By Вen Li
In science news this week, there is renewed interest in the Poincare Conjecture as news wires around the world picked up on a 16-month-old pre-print paper posted by a Russian scientist on-line.
According to a MathWorld Headline News release from April 15, 2003, “Poincare conjectured that the three-sphere is the only possible type of bounded three-dimensional space that contains no holes.” In simpler terms, the conjecture states that a given three-dimensional space is like a sphere (simply connected) if every closed loop that can be drawn on the object can be shrunk to a point.
The pre-print paper purporting to show this to be true, authored by Dr. Grigori Perelman, appears to have withstood more than a year of peer review. Dr. Perelman, part of the Steklov Institute of Mathematics (part of the Russian Academy of Sciences in St. Petersburg), lectured on his two-part, 61-page proof in the United States to great critical acclaim from his peers last year.

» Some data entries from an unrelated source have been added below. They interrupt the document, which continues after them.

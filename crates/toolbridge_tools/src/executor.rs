//! Validating, never-failing tool dispatch.

use crate::error::ToolError;
use crate::registry::ToolRegistry;
use crate::result::ToolResult;
use crate::schema::{check_output, validate_input};
use crate::tool::Tool;
use futures::FutureExt;
use serde_json::Value;
use std::any::Any;
use std::panic::AssertUnwindSafe;
use std::sync::Arc;
use std::time::Instant;

/// Executes registered tools and reports every outcome as a [`ToolResult`].
///
/// Lookup misses, invalid arguments, tool errors and panics all become
/// failed results; [`execute`](Self::execute) has no error path.
#[derive(Debug, Clone)]
pub struct ToolExecutor {
    registry: Arc<ToolRegistry>,
}

impl ToolExecutor {
    /// Creates an executor over a shared registry.
    #[must_use]
    pub fn new(registry: Arc<ToolRegistry>) -> Self {
        Self { registry }
    }

    /// The registry this executor dispatches into.
    #[must_use]
    pub fn registry(&self) -> &Arc<ToolRegistry> {
        &self.registry
    }

    /// Executes `tool_name` with `arguments`.
    pub async fn execute(&self, tool_name: &str, arguments: Value) -> ToolResult {
        let start = Instant::now();
        let outcome = AssertUnwindSafe(self.run(tool_name, arguments))
            .catch_unwind()
            .await;
        let elapsed = start.elapsed().as_secs_f64() * 1000.0;

        match outcome {
            Ok(Ok(data)) => {
                tracing::info!(tool = tool_name, elapsed_ms = elapsed, "tool succeeded");
                ToolResult::success(tool_name, data, elapsed)
            }
            Ok(Err(err)) => {
                tracing::warn!(tool = tool_name, elapsed_ms = elapsed, error = %err, "tool failed");
                ToolResult::failure(tool_name, err.to_string(), elapsed)
            }
            Err(panic) => {
                let message = panic_message(panic.as_ref());
                tracing::error!(tool = tool_name, elapsed_ms = elapsed, panic = %message, "tool panicked");
                ToolResult::failure(tool_name, format!("Unexpected error: {message}"), elapsed)
            }
        }
    }

    async fn run(&self, tool_name: &str, arguments: Value) -> Result<Value, ToolError> {
        let entry = self
            .registry
            .get(tool_name)
            .map_err(|_| ToolError::NotFound(tool_name.to_string()))?;

        let validated = validate_input(&entry.definition.input_schema, &arguments)?;
        tracing::debug!(tool = tool_name, fields = validated.len(), "arguments validated");

        let output = entry.tool.execute(Value::Object(validated)).await?;

        if let Some(mismatch) = check_output(&entry.definition.output_schema, &output) {
            tracing::warn!(tool = tool_name, mismatch = %mismatch, "output does not match schema");
        }
        Ok(output)
    }
}

fn panic_message(payload: &(dyn Any + Send)) -> String {
    payload
        .downcast_ref::<&str>()
        .map(ToString::to_string)
        .or_else(|| payload.downcast_ref::<String>().cloned())
        .unwrap_or_else(|| "tool panicked".to_string())
}

#[cfg(test)]
mod tests {
    use super::*;
    use crate::function::{make_blocking_tool, make_tool};
    use crate::schema::{JsonType, PropertySchema, ToolSchema};
    use serde_json::json;

    async fn explode(_call: crate::FunctionCall) -> Result<Value, ToolError> {
        panic!("kaboom")
    }

    fn executor() -> ToolExecutor {
        let registry = Arc::new(ToolRegistry::new());
        registry
            .register(make_tool(
                "double",
                "Doubles a number",
                ToolSchema::object().required_property("n", PropertySchema::new(JsonType::Integer)),
                ToolSchema::object(),
                |call| async move {
                    let n: i64 = call.get_param("n")?;
                    Ok(json!({"result": n * 2}))
                },
            ))
            .unwrap();
        registry
            .register(make_tool("fail", "Fails", ToolSchema::object(), ToolSchema::object(), |_| async {
                Err(ToolError::execution_error("backend unavailable"))
            }))
            .unwrap();
        registry
            .register(make_tool("panic", "Panics", ToolSchema::object(), ToolSchema::object(), explode))
            .unwrap();
        registry
            .register(make_blocking_tool(
                "blocking_panic",
                "Panics on the blocking pool",
                ToolSchema::object(),
                ToolSchema::object(),
                |_| panic!("blocking kaboom"),
            ))
            .unwrap();
        registry
            .register(make_tool("list", "Returns a list", ToolSchema::object(), ToolSchema::object(), |_| async {
                Ok(json!([1, 2]))
            }))
            .unwrap();
        ToolExecutor::new(registry)
    }

    #[tokio::test]
    async fn success_with_timing() {
        let result = executor().execute("double", json!({"n": 21})).await;
        assert!(result.success);
        assert_eq!(result.data, Some(json!({"result": 42})));
        assert!(result.execution_time_ms >= 0.0);
    }

    #[tokio::test]
    async fn unknown_tool() {
        let result = executor().execute("nope", json!({})).await;
        assert!(!result.success);
        assert_eq!(result.error.as_deref(), Some("Tool 'nope' not found"));
    }

    #[tokio::test]
    async fn invalid_arguments() {
        let result = executor().execute("double", json!({"n": "x"})).await;
        assert!(!result.success);
        let error = result.error.unwrap();
        assert!(error.starts_with("Input validation error:"), "{error}");
    }

    #[tokio::test]
    async fn failing_tool() {
        let result = executor().execute("fail", json!({})).await;
        assert_eq!(result.error.as_deref(), Some("Execution error: backend unavailable"));
        assert!(result.data.is_none());
    }

    #[tokio::test(flavor = "multi_thread")]
    async fn panics_are_contained() {
        let executor = executor();
        let result = executor.execute("panic", json!({})).await;
        assert_eq!(result.error.as_deref(), Some("Unexpected error: kaboom"));

        let result = executor.execute("blocking_panic", json!({})).await;
        assert_eq!(result.error.as_deref(), Some("Unexpected error: blocking kaboom"));
    }

    #[tokio::test]
    async fn output_mismatch_only_warns() {
        let result = executor().execute("list", Value::Null).await;
        assert!(result.success);
        assert_eq!(result.data, Some(json!([1, 2])));
    }
}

If his proof remains unchallenged for two years after publication in a mathematics journal of world repute, he would be eligible for a $1 million prize offered by the Clay Mathematics Institute.
The Poincare Conjecture is one of seven Millennium Prize Problems, worth $1 million each, named by the Clay Mathematics Institute of Cambridge Massachusetts. According to several on-line discussions, Dr. Grigori has expressed little interest in collecting a $1 million prize for his work.
A number of solutions have been attempted since Poincare formulated his conjecture since 1904, most with fatal flaws discovered at the last minute. However, attempts to prove the deceptively simple conjecture have yielded valuable insights into low-dimensional topology.
This proof for the -sphere, if sustained, would be significant as it is the last remaining dimension of sphere for which the generalized form of the Poincare Conjecture has not been demonstrated. The 1 and 2 spheres are classical, the 4 sphere was proved in 1984, while a general proof for spheres of dimensions 5 and above was formulated in the 1960s, according to MathWorld.